:: ENTRIES PROVIDED

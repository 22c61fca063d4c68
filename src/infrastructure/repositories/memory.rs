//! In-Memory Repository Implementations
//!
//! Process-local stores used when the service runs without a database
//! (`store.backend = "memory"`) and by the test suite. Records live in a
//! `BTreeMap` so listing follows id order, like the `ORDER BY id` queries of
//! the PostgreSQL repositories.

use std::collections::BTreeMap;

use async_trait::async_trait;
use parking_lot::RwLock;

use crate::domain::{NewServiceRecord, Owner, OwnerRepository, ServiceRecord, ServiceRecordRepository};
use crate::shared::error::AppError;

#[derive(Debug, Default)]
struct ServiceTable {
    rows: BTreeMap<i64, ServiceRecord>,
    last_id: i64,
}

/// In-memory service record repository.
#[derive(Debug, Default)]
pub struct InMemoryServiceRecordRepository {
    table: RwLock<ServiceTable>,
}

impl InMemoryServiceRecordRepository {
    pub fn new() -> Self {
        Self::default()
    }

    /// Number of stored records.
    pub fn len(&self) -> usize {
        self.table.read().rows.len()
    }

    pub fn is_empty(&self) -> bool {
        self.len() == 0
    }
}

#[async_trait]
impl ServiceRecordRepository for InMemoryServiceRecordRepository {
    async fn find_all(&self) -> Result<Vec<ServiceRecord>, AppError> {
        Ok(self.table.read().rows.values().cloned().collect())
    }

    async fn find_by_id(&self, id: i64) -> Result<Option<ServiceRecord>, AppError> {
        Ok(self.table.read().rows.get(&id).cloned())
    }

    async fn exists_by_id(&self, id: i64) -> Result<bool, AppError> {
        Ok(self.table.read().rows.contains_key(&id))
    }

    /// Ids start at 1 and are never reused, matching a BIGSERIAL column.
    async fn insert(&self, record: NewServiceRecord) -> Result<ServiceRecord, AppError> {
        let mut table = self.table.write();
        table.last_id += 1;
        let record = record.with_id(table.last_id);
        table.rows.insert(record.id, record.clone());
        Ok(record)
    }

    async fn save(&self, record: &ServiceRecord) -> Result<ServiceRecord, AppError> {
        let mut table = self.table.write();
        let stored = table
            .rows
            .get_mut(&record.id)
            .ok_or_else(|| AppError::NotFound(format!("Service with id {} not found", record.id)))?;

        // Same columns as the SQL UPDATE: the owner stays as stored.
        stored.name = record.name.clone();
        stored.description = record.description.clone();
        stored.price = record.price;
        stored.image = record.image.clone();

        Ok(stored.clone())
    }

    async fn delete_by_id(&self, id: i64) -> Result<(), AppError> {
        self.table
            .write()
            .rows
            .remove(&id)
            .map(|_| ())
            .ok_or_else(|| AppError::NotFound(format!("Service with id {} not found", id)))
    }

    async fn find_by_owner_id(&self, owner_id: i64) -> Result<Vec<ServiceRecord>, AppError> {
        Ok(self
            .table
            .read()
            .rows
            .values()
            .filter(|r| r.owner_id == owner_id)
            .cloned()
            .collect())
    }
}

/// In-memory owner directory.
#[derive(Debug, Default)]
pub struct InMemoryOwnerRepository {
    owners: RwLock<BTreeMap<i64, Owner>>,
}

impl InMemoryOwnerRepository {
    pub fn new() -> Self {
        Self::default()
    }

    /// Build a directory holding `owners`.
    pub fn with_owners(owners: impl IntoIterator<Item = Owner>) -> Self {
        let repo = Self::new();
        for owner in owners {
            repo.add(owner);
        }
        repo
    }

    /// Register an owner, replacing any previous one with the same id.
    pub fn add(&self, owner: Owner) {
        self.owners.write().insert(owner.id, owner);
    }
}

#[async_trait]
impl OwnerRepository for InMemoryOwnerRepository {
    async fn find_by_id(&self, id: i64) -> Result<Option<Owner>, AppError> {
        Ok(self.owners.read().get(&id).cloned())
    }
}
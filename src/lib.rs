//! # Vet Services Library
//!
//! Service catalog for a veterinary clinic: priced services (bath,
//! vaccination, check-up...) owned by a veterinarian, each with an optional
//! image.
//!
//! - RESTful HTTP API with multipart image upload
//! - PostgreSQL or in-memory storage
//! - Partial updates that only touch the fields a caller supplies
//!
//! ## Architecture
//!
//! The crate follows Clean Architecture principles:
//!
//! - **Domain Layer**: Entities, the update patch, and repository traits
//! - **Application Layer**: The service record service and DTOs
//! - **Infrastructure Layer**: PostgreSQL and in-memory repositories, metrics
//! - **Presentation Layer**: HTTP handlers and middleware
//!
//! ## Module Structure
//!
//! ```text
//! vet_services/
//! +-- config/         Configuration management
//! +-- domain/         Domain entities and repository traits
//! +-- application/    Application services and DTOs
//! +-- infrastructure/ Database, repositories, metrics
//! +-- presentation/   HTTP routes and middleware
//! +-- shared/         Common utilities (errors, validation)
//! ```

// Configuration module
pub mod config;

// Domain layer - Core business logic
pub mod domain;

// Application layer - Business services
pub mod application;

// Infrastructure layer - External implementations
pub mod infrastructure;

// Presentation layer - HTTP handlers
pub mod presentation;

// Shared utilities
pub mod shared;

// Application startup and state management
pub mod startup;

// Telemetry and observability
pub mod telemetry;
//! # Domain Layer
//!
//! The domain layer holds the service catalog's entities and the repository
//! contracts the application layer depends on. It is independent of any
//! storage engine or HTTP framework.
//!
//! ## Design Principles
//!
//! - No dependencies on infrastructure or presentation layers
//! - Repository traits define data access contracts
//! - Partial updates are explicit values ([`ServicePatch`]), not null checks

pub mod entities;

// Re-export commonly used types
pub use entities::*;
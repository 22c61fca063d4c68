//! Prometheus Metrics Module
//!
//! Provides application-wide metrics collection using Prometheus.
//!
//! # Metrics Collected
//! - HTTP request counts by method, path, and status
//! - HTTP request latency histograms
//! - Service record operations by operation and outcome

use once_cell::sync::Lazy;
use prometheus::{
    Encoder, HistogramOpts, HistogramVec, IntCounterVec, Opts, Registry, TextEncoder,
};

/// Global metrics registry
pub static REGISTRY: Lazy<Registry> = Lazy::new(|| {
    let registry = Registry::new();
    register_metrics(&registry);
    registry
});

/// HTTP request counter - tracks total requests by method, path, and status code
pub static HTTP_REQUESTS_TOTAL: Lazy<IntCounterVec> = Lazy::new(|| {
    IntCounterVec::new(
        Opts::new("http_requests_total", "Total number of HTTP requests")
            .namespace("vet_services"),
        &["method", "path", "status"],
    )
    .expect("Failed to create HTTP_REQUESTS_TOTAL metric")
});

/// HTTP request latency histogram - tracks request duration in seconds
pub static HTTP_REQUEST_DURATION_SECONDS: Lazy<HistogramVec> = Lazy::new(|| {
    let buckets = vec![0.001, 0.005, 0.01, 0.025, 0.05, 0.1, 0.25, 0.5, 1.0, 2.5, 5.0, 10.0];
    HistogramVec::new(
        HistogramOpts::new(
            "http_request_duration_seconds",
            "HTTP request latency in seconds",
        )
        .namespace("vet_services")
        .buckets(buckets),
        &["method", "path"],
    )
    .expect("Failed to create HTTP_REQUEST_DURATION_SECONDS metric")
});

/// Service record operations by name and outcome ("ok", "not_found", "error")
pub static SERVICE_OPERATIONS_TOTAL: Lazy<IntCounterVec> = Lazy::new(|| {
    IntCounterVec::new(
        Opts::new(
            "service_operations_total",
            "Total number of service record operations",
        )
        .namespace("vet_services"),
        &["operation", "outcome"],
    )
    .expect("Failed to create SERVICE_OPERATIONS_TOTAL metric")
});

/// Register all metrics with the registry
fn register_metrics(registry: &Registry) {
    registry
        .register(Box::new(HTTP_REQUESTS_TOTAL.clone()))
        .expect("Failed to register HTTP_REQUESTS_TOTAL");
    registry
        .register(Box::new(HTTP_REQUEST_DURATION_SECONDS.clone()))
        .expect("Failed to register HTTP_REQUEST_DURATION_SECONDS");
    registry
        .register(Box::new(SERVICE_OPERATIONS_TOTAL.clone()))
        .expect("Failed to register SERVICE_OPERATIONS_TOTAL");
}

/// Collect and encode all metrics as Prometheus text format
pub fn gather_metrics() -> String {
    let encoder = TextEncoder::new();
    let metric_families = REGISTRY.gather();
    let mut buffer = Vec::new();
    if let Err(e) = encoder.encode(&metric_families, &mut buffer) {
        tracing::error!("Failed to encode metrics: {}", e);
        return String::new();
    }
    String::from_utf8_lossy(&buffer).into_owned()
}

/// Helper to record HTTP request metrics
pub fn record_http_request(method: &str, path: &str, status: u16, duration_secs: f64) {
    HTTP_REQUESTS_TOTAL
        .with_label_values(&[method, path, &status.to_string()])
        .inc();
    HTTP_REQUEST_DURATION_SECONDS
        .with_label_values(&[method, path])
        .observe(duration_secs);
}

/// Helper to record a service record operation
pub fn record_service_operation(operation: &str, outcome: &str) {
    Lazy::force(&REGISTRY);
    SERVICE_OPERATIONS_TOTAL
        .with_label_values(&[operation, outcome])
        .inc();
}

::::

• [WORK INSTRUCTION]:
Copy out each line of the data containing the string "management".

• [EXERCISE ANSWER]:
//! +-- config/         Configuration management
// Application startup and state management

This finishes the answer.